_TASK GOAL_
For the listing below, work out the number of lines that hold "ApiError" and return that number alone.

──────────────────────────────

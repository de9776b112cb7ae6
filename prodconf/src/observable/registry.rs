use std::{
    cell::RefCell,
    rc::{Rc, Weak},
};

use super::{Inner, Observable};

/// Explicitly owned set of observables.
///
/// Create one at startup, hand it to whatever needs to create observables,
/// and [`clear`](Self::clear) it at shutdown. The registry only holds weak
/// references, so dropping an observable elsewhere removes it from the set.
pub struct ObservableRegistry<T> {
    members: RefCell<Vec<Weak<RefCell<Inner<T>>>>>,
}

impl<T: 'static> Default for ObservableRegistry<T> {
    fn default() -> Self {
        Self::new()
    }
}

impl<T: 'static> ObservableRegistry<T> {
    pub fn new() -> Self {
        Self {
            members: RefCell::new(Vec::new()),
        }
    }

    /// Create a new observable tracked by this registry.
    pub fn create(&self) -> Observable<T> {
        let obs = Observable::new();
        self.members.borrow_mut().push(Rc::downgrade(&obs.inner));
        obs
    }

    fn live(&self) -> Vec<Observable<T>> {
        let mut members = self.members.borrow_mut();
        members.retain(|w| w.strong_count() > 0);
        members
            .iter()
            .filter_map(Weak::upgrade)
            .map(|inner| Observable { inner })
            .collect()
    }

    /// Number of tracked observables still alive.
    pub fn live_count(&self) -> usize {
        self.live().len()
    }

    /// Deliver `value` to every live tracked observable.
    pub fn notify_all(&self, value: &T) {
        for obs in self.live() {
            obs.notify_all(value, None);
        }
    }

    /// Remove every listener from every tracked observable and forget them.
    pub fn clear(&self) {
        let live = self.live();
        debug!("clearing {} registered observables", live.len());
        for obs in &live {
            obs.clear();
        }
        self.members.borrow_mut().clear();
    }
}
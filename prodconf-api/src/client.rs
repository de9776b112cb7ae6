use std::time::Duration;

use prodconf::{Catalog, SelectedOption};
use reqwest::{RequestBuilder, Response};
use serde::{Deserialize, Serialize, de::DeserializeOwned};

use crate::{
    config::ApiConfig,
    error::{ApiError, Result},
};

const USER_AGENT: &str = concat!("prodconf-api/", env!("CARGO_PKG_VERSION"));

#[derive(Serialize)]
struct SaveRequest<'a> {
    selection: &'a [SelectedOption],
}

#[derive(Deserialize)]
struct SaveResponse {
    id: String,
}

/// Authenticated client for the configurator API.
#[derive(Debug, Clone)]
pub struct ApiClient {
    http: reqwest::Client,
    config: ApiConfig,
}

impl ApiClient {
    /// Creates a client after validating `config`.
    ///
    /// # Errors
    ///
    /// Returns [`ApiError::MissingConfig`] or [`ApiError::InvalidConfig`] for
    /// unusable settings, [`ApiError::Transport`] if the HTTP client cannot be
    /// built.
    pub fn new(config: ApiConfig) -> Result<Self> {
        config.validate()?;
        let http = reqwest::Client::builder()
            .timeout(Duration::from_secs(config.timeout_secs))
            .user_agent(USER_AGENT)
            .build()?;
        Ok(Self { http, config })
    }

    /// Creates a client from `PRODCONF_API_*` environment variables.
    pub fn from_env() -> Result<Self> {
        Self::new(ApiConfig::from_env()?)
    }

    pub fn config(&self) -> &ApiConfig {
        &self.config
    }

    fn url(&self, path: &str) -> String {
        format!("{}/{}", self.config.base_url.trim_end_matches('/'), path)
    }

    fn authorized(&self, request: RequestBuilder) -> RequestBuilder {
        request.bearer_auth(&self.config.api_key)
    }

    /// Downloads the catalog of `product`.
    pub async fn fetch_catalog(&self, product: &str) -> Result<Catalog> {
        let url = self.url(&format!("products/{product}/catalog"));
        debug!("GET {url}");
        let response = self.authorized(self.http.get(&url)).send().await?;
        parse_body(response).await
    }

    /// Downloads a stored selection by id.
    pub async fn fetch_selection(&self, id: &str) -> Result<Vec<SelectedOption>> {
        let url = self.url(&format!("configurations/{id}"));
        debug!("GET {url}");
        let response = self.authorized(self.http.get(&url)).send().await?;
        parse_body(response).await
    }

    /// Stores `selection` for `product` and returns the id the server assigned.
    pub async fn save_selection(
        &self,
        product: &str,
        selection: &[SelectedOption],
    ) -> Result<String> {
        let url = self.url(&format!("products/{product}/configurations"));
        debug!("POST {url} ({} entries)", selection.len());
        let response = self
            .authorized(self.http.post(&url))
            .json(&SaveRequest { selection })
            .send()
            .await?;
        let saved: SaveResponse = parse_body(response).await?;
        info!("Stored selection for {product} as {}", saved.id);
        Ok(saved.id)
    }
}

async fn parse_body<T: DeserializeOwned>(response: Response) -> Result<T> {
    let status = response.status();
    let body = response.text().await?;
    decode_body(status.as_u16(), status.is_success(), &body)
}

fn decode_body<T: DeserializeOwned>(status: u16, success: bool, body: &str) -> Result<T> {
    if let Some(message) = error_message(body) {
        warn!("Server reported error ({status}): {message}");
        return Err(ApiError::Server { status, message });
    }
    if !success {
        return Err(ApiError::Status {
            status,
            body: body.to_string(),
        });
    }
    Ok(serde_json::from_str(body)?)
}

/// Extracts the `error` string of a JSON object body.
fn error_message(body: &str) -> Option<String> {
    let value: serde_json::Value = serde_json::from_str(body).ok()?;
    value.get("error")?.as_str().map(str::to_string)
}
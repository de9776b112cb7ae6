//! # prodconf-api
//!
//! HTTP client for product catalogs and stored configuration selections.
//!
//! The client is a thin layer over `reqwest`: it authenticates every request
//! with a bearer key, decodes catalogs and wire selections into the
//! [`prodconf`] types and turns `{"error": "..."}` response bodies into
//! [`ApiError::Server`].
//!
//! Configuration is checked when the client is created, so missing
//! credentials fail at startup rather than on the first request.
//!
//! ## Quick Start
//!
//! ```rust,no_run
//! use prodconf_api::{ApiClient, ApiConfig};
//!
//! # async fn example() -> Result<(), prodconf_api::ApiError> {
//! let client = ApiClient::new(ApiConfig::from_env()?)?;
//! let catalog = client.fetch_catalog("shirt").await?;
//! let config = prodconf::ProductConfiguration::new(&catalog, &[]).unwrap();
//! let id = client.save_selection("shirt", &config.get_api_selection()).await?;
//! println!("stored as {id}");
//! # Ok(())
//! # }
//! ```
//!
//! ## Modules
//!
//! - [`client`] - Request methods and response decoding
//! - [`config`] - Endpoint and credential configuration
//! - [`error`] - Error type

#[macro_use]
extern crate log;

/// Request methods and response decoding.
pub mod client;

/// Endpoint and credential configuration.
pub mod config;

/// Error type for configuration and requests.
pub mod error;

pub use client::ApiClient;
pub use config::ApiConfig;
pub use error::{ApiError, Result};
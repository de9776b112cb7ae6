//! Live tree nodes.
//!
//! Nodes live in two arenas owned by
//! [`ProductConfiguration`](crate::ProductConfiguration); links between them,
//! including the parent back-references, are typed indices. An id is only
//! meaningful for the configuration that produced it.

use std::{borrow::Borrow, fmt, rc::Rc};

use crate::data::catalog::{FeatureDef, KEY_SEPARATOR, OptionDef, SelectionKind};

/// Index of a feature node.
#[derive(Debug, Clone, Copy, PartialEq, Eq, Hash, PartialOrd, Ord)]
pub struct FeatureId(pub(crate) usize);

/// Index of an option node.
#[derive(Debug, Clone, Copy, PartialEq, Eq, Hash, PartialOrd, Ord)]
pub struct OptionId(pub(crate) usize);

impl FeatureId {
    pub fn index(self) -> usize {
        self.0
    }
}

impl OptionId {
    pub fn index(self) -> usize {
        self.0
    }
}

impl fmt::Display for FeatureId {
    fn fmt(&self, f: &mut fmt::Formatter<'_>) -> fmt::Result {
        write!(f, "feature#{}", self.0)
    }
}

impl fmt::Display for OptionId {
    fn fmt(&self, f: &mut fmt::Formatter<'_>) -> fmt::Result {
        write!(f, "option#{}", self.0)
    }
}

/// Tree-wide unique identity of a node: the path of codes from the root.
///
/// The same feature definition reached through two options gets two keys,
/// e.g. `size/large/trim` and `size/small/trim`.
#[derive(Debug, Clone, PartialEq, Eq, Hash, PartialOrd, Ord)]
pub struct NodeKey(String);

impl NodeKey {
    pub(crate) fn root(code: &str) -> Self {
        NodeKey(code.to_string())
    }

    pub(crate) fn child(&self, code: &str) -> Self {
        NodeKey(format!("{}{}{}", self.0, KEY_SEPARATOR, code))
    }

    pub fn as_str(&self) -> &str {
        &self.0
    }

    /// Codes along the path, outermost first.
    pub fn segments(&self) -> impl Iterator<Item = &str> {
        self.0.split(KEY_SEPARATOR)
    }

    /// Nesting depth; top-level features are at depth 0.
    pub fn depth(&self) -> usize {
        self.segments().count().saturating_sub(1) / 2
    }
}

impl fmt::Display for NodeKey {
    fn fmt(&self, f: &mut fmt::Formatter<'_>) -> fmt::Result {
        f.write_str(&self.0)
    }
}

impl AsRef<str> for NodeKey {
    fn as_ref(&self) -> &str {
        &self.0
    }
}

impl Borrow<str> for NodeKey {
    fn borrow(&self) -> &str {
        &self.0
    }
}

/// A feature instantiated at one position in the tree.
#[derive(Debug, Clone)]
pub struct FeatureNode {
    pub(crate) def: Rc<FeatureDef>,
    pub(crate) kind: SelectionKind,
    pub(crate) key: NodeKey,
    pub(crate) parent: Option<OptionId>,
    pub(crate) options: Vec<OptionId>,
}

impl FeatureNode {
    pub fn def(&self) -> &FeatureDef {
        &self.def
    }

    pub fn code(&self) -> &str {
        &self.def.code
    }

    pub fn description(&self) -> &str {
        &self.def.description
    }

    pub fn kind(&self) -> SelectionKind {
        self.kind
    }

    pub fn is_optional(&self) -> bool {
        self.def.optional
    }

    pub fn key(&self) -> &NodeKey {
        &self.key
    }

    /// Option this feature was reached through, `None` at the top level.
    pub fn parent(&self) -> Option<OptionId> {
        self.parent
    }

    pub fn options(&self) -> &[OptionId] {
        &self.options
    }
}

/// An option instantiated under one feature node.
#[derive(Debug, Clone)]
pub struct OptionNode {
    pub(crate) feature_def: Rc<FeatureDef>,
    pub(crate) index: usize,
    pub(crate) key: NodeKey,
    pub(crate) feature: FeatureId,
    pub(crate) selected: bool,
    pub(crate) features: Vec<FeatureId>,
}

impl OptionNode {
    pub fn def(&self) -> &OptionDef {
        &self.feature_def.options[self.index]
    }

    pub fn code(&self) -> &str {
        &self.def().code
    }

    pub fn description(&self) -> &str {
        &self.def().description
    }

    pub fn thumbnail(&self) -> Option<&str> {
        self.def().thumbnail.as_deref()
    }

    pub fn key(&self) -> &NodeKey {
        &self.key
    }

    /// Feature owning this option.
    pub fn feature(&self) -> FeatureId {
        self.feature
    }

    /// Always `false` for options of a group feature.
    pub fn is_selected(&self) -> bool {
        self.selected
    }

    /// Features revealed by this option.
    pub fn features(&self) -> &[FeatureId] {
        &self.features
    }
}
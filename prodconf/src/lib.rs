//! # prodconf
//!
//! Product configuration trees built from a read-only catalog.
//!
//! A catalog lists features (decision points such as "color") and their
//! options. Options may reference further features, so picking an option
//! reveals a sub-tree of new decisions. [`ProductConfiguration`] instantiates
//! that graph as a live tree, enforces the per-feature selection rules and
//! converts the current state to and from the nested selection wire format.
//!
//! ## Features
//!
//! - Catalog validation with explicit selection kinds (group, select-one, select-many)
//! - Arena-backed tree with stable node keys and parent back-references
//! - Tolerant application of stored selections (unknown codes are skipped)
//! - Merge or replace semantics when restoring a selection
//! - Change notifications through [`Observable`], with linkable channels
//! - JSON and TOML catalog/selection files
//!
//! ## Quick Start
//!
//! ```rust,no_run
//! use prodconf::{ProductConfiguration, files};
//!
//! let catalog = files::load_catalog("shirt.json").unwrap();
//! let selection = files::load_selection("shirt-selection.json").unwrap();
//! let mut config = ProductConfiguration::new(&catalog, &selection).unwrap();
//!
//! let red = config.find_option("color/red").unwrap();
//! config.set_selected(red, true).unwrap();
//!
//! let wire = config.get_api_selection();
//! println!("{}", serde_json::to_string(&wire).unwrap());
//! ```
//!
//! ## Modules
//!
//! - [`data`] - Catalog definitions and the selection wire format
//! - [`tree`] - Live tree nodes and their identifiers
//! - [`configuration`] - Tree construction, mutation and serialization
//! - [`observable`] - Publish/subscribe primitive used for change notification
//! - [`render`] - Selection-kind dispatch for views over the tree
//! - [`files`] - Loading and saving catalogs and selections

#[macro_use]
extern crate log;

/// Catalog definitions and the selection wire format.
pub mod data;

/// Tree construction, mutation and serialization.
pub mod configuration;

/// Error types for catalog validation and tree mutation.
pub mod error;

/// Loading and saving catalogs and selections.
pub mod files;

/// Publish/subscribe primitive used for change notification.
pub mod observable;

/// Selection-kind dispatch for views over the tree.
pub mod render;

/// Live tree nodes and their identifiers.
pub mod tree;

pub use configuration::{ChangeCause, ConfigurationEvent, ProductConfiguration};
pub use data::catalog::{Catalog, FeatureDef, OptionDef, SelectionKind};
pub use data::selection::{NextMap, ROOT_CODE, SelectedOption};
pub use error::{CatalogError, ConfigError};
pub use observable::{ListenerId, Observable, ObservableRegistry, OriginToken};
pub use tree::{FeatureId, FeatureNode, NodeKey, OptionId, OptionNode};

──────────────────────────────

_RESULT FOR THIS TASK_
8